■ Exercise prompt
Keep every line in which "Receiver" occurs and drop the rest of the data.
○ ○ ○ ○ ○ ○ ○
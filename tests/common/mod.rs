//! Shared helpers for integration tests.

#![allow(dead_code)]

use std::net::SocketAddr;
use std::sync::{Arc, Mutex};
use std::time::Duration;

use tokio::net::TcpListener;
use tokio::sync::watch;
use tokio::task::JoinHandle;

use stream_gateway::config::GatewayConfig;
use stream_gateway::http::HttpServer;
use stream_gateway::lifecycle::{LifecycleState, Shutdown};
use stream_gateway::observability::{EventSink, RequestRecord};
use stream_gateway::store::StaticStore;
use stream_gateway::stream::{CloseReason, Frame, SessionId};
use stream_gateway::GatewayError;

/// Event sink that records everything for assertions.
#[derive(Default)]
pub struct RecordingSink {
    requests: Mutex<Vec<RequestRecord>>,
    connects: Mutex<Vec<SessionId>>,
    frames: Mutex<Vec<(SessionId, Frame)>>,
    disconnects: Mutex<Vec<(SessionId, CloseReason)>>,
}

impl RecordingSink {
    pub fn requests(&self) -> Vec<RequestRecord> {
        self.requests.lock().unwrap().clone()
    }

    pub fn connects(&self) -> Vec<SessionId> {
        self.connects.lock().unwrap().clone()
    }

    pub fn frames(&self) -> Vec<(SessionId, Frame)> {
        self.frames.lock().unwrap().clone()
    }

    pub fn disconnects(&self) -> Vec<(SessionId, CloseReason)> {
        self.disconnects.lock().unwrap().clone()
    }
}

impl EventSink for RecordingSink {
    fn request(&self, record: &RequestRecord) {
        self.requests.lock().unwrap().push(record.clone());
    }

    fn connected(&self, session: SessionId) {
        self.connects.lock().unwrap().push(session);
    }

    fn frame(&self, session: SessionId, frame: &Frame) {
        self.frames.lock().unwrap().push((session, frame.clone()));
    }

    fn disconnected(&self, session: SessionId, reason: &CloseReason) {
        self.disconnects
            .lock()
            .unwrap()
            .push((session, reason.clone()));
    }
}

/// A gateway running on an ephemeral port.
pub struct TestGateway {
    pub addr: SocketAddr,
    pub sink: Arc<RecordingSink>,
    pub shutdown: Arc<Shutdown>,
    pub lifecycle: watch::Receiver<LifecycleState>,
    pub handle: JoinHandle<Result<(), GatewayError>>,
}

impl TestGateway {
    pub fn http_url(&self, path: &str) -> String {
        format!("http://{}{}", self.addr, path)
    }

    pub fn ws_url(&self) -> String {
        format!("ws://{}/ws", self.addr)
    }
}

/// Spawn a gateway with the given configuration and wait until it is running.
pub async fn spawn_gateway(config: GatewayConfig) -> TestGateway {
    let sink = Arc::new(RecordingSink::default());
    let server = HttpServer::new(config, Arc::new(StaticStore), sink.clone());
    let shutdown = server.shutdown_handle();
    let mut lifecycle = server.lifecycle_watch();

    let listener = TcpListener::bind("127.0.0.1:0").await.unwrap();
    let addr = listener.local_addr().unwrap();

    let handle = tokio::spawn(server.run(listener));

    lifecycle
        .wait_for(|state| *state == LifecycleState::Running)
        .await
        .unwrap();

    TestGateway {
        addr,
        sink,
        shutdown,
        lifecycle,
        handle,
    }
}

/// HTTP client that ignores any ambient proxy configuration.
pub fn http_client() -> reqwest::Client {
    reqwest::Client::builder().no_proxy().build().unwrap()
}

/// Poll until `condition` holds or the timeout elapses.
pub async fn wait_until<F: Fn() -> bool>(condition: F) {
    let deadline = tokio::time::Instant::now() + Duration::from_secs(5);
    loop {
        if condition() {
            return;
        }
        if tokio::time::Instant::now() > deadline {
            panic!("condition not met within 5s");
        }
        tokio::time::sleep(Duration::from_millis(10)).await;
    }
}
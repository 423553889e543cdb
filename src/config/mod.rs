//! Configuration management subsystem.
//!
//! # Data Flow
//! ```text
//! defaults (schema.rs)
//!     → optional TOML file (loader.rs)
//!     → environment overrides (PORT, PEER_SERVICE_ADDR)
//!     → validation.rs (semantic checks)
//!     → GatewayConfig (validated, immutable)
//!     → shared with subsystems at construction
//! ```
//!
//! # Design Decisions
//! - Config is immutable once loaded; changes require a restart
//! - All fields have defaults so an empty config is valid
//! - Validation separates syntactic (serde) from semantic checks

pub mod loader;
pub mod schema;
pub mod validation;

pub use schema::GatewayConfig;
pub use schema::ListenerConfig;
pub use schema::ShutdownConfig;
pub use schema::UpgradeConfig;
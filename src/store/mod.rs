//! Entity storage capability.
//!
//! The plain request/response endpoints are stateless collaborators; they are
//! modeled against this trait so any storage backend can satisfy them. The
//! shipped [`StaticStore`] returns fixed-shape records.

use serde::{Deserialize, Serialize};

/// A stored entity.
#[derive(Debug, Clone, PartialEq, Eq, Serialize, Deserialize)]
pub struct Entity {
    pub id: String,
    pub name: String,
}

/// Abstract entity storage.
pub trait EntityStore: Send + Sync {
    /// Fetch an entity by identifier.
    fn get(&self, id: &str) -> Entity;

    /// Create an entity from a request payload.
    fn create(&self, payload: serde_json::Value) -> Entity;
}

/// Fixed-data backend: echoes the requested ID with a canned name.
pub struct StaticStore;

impl EntityStore for StaticStore {
    fn get(&self, id: &str) -> Entity {
        Entity {
            id: id.to_string(),
            name: "John Doe".to_string(),
        }
    }

    fn create(&self, payload: serde_json::Value) -> Entity {
        let name = payload
            .get("name")
            .and_then(|v| v.as_str())
            .unwrap_or("John Doe");
        Entity {
            id: uuid::Uuid::new_v4().to_string(),
            name: name.to_string(),
        }
    }
}
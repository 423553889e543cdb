//! Stream Gateway
//!
//! HTTP gateway with a WebSocket streaming endpoint.
//!
//! ```text
//!                    ┌──────────────────────────────────────────────┐
//!                    │                  GATEWAY                      │
//!                    │                                               │
//!   Client ─────────▶│  middleware (request records)                │
//!                    │      → router                                 │
//!                    │          GET /health ──────────┐              │
//!                    │          GET /api/v1/users/{id}├── handlers   │
//!                    │          POST /api/v1/users ───┘   (store)    │
//!                    │          GET /ws → upgrade gateway            │
//!                    │                       │                       │
//!                    │                       ▼                       │
//!                    │              streaming session                │
//!                    │         (receive loop, frame events)          │
//!                    │                                               │
//!                    │  lifecycle: Starting → Running → Draining →   │
//!                    │             Stopped (signal-driven, bounded   │
//!                    │             grace period)                     │
//!                    └──────────────────────────────────────────────┘
//! ```

use std::path::PathBuf;
use std::process::ExitCode;
use std::sync::Arc;

use clap::Parser;
use tokio::net::TcpListener;

use stream_gateway::config::loader;
use stream_gateway::http::HttpServer;
use stream_gateway::observability::{logging, TracingSink};
use stream_gateway::store::StaticStore;
use stream_gateway::GatewayError;

#[derive(Parser, Debug)]
#[command(name = "stream-gateway", about = "HTTP gateway with a WebSocket streaming endpoint")]
struct Cli {
    /// Path to a TOML configuration file.
    #[arg(long)]
    config: Option<PathBuf>,

    /// Override the listening port.
    #[arg(long)]
    port: Option<u16>,
}

#[tokio::main]
async fn main() -> ExitCode {
    let cli = Cli::parse();

    let mut config = match loader::resolve(cli.config.as_deref()) {
        Ok(config) => config,
        Err(e) => {
            // Logging is not initialized yet; config errors go to stderr.
            eprintln!("stream-gateway: {}", GatewayError::from(e));
            return ExitCode::FAILURE;
        }
    };
    if let Some(port) = cli.port {
        config.set_port(port);
    }

    logging::init(config.observability.log_json);

    tracing::info!(
        bind_address = %config.listener.bind_address,
        grace_period_secs = config.shutdown.grace_period_secs,
        peer_service_addr = %config.peer.service_addr,
        "configuration loaded"
    );

    let bind_address = config.listener.bind_address.clone();
    let listener = match TcpListener::bind(&bind_address).await {
        Ok(listener) => listener,
        Err(source) => {
            let e = GatewayError::Bind {
                addr: bind_address,
                source,
            };
            tracing::error!(error = %e, "could not start server");
            return ExitCode::FAILURE;
        }
    };

    let server = HttpServer::new(config, Arc::new(StaticStore), Arc::new(TracingSink));

    match server.run(listener).await {
        Ok(()) => {
            tracing::info!("server exited");
            ExitCode::SUCCESS
        }
        Err(e) => {
            tracing::error!(error = %e, "server failed");
            ExitCode::FAILURE
        }
    }
}
//! Shutdown coordination for the gateway.

use std::sync::atomic::{AtomicBool, Ordering};

use tokio::sync::broadcast;

/// Coordinator for graceful shutdown.
///
/// Provides a broadcast channel that all long-running tasks subscribe to: the
/// accept loop stops taking connections when it fires, and each WebSocket
/// session observes it between frame reads to close itself during the drain.
pub struct Shutdown {
    tx: broadcast::Sender<()>,
    triggered: AtomicBool,
}

impl Shutdown {
    /// Create a new shutdown coordinator.
    pub fn new() -> Self {
        let (tx, _) = broadcast::channel(1);
        Self {
            tx,
            triggered: AtomicBool::new(false),
        }
    }

    /// Subscribe to the shutdown signal.
    pub fn subscribe(&self) -> broadcast::Receiver<()> {
        self.tx.subscribe()
    }

    /// Trigger the shutdown signal. Idempotent.
    pub fn trigger(&self) {
        if !self.triggered.swap(true, Ordering::SeqCst) {
            let _ = self.tx.send(());
        }
    }

    /// Whether shutdown has been requested.
    pub fn is_triggered(&self) -> bool {
        self.triggered.load(Ordering::SeqCst)
    }
}

impl Default for Shutdown {
    fn default() -> Self {
        Self::new()
    }
}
○ ○ ○ ○ ○ ○ ○
■ Response box
    pub lifecycle: watch::Receiver<LifecycleState>,
    pub fn subscribe(&self) -> broadcast::Receiver<()> {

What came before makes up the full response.